Citing “recent incidents of violence in the Mazatlan area,” Princess Cruises joined Holland America in pulling Mazatlan from its Pacific Coast itinerary this week. The Disney Cruise Line had already cancelled stop-offs in Mazatlan indefinitely.

These decisions were made in the wake of a series of violent crimes in the area. The Mazatlan Messenger reported on Monday that in January alone, “31 people have been killed in violent incidents, three of which occurred last Thursday.” Yet incidents such as this, in which foreign citizens are killed, tend to blow concern over crime out of proportion.

In response, the Mazatlan Tourism Trust issued a statement describing the city as “one of the safest destinations in Mexico, legendary for its history, culture and the warm hospitality of its people … the areas of concern are not the beach resorts or historical sites that visitors come here to see, but rather the northern border towns far from the city. Reports of visitors being accosted or injured in the destination are extremely rare.”

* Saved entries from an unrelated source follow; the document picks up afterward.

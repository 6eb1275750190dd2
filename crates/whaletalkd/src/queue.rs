//! Deferred call queue - work that must run on the host thread.
//!
//! The IM engine is single-threaded and not reentrant-safe from foreign
//! threads, so background workers never call it. Instead they enqueue
//! closures here, and the host thread flushes the queue each time it polls
//! the bridge. A closure receives `&mut dyn HostRuntime` from the drainer,
//! which means only the thread that owns the host can ever run one.

use std::sync::Mutex;

use tokio_util::sync::CancellationToken;
use tracing::{debug, trace};

use whaletalk_core::HostRuntime;

/// A unit of work destined for the host thread.
pub type DeferredCall = Box<dyn FnOnce(&mut dyn HostRuntime) + Send>;

/// FIFO queue of deferred calls, guarded by a single lock and bounded by
/// an owning lifetime scope.
pub struct DeferredCallQueue {
    pending: Mutex<Vec<DeferredCall>>,
    scope: CancellationToken,
}

impl DeferredCallQueue {
    /// Creates a queue bounded by `scope`; once the scope is cancelled,
    /// drained batches are discarded instead of executed.
    pub fn new(scope: CancellationToken) -> Self {
        Self {
            pending: Mutex::new(Vec::new()),
            scope,
        }
    }

    /// Appends a call. Never blocks beyond the queue lock and never runs
    /// the closure synchronously.
    pub fn enqueue(&self, call: impl FnOnce(&mut dyn HostRuntime) + Send + 'static) {
        let mut pending = match self.pending.lock() {
            Ok(guard) => guard,
            Err(poisoned) => poisoned.into_inner(),
        };
        pending.push(Box::new(call));
    }

    /// Swaps out the pending batch and, if the scope is still alive, runs
    /// each call in enqueue order on the caller's thread. Returns the
    /// number of calls executed.
    ///
    /// Callers must be running on the host thread; `host` is the proof.
    pub fn drain(&self, host: &mut dyn HostRuntime) -> usize {
        let batch = {
            let mut pending = match self.pending.lock() {
                Ok(guard) => guard,
                Err(poisoned) => poisoned.into_inner(),
            };
            std::mem::take(&mut *pending)
        };

        if self.scope.is_cancelled() {
            if !batch.is_empty() {
                debug!(discarded = batch.len(), "scope ended, dropping deferred calls");
            }
            return 0;
        }

        let count = batch.len();
        for call in batch {
            call(host);
        }
        if count > 0 {
            trace!(executed = count, "drained deferred calls");
        }
        count
    }

    /// Number of calls waiting for the next drain.
    pub fn pending_len(&self) -> usize {
        match self.pending.lock() {
            Ok(guard) => guard.len(),
            Err(poisoned) => poisoned.into_inner().len(),
        }
    }
}
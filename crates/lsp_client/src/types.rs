//! Wire-level message vocabulary shared with the transport.

use std::fmt;

use lsp_types::notification::Notification;
use lsp_types::request::Request;
use serde::{Deserialize, Serialize};

use crate::JsonValue;

/// A notification message ready to be handed to the transport.
#[derive(Debug, Clone, PartialEq, Serialize, Deserialize)]
pub struct AnyNotification {
	/// The method to be invoked.
	pub method: String,
	/// The notification's params, already serialized.
	pub params: JsonValue,
}

impl AnyNotification {
	/// Builds the envelope of a typed notification.
	pub fn new<N: Notification>(params: N::Params) -> Self {
		Self {
			method: N::METHOD.into(),
			params: serde_json::to_value(params).expect("Failed to serialize"),
		}
	}
}

/// A request message ready to be handed to the transport.
#[derive(Debug, Clone, PartialEq, Serialize, Deserialize)]
pub struct AnyRequest {
	/// The method to be invoked.
	pub method: String,
	/// The request's params, already serialized.
	pub params: JsonValue,
}

impl AnyRequest {
	/// Builds the envelope of a typed request.
	pub fn new<R: Request>(params: R::Params) -> Self {
		Self {
			method: R::METHOD.into(),
			params: serde_json::to_value(params).expect("Failed to serialize"),
		}
	}
}

/// The error object in case a request fails.
#[derive(Debug, Clone, PartialEq, Serialize, Deserialize, thiserror::Error)]
#[non_exhaustive]
#[error("{message} ({code})")]
pub struct ResponseError {
	/// A number indicating the error type that occurred.
	pub code: ErrorCode,
	/// A short description of the error.
	pub message: String,
	/// Additional structured information about the error, if any.
	#[serde(default, skip_serializing_if = "Option::is_none")]
	pub data: Option<JsonValue>,
}

impl ResponseError {
	/// Creates the error with no additional data.
	pub fn new(code: ErrorCode, message: impl Into<String>) -> Self {
		Self {
			code,
			message: message.into(),
			data: None,
		}
	}
}

/// A number indicating the error type that occurred.
#[derive(Debug, Clone, Copy, PartialEq, Eq, Hash, Serialize, Deserialize)]
pub struct ErrorCode(pub i32);

impl ErrorCode {
	/// Invalid JSON was received by the server.
	pub const PARSE_ERROR: Self = Self(-32700);
	/// The JSON sent is not a valid Request object.
	pub const INVALID_REQUEST: Self = Self(-32600);
	/// The method does not exist / is not available.
	pub const METHOD_NOT_FOUND: Self = Self(-32601);
	/// Invalid method parameter(s).
	pub const INVALID_PARAMS: Self = Self(-32602);
	/// Internal JSON-RPC error.
	pub const INTERNAL_ERROR: Self = Self(-32603);
	/// A request was sent before the server finished initialization.
	pub const SERVER_NOT_INITIALIZED: Self = Self(-32002);
	/// Reserved code for errors the server cannot classify.
	pub const UNKNOWN_ERROR_CODE: Self = Self(-32001);
	/// The server detected the request failed without a more specific code.
	pub const REQUEST_FAILED: Self = Self(-32803);
	/// The server cancelled the request.
	pub const SERVER_CANCELLED: Self = Self(-32802);
	/// The content a request relates to changed while it was in flight.
	pub const CONTENT_MODIFIED: Self = Self(-32801);
	/// The client cancelled the request.
	pub const REQUEST_CANCELLED: Self = Self(-32800);
}

impl From<i32> for ErrorCode {
	fn from(code: i32) -> Self {
		Self(code)
	}
}

impl fmt::Display for ErrorCode {
	fn fmt(&self, f: &mut fmt::Formatter<'_>) -> fmt::Result {
		self.0.fmt(f)
	}
}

On Monday, U.S. and Canadian expats describing themselves as “Concerned Foreign Residents of Mazatlan” published an open letter to the Cruise Line Association with the aim of “dispelling certain myths regarding the safety of foreigners in Mazatlan.

“Our concern is that distorted claims that Mazatlan is unsafe, serve to undermine demand, not only among cruise patrons, but tourists overall. The perception, not only affects the businesses that serve these visitors, but denies foreign residents, like us, the pleasure of drop-in visits from many of our friends cruising the Pacific.

“Is there violence in Mazatlan? Of course there is, but no more than the major cities cruise guests hail from or most of the ports of call your members currently serve. In fact, the peace and serenity of Mazatlan are among the many reasons close to eight thousands [sic] North Americans choose to spend a good part of their year here.

“Is the violence in Mazatlan targeted toward tourists? Absolutely not. The U.S. State Department website notes that violence is primarily between criminal organizations and occurs outside of tourist areas.”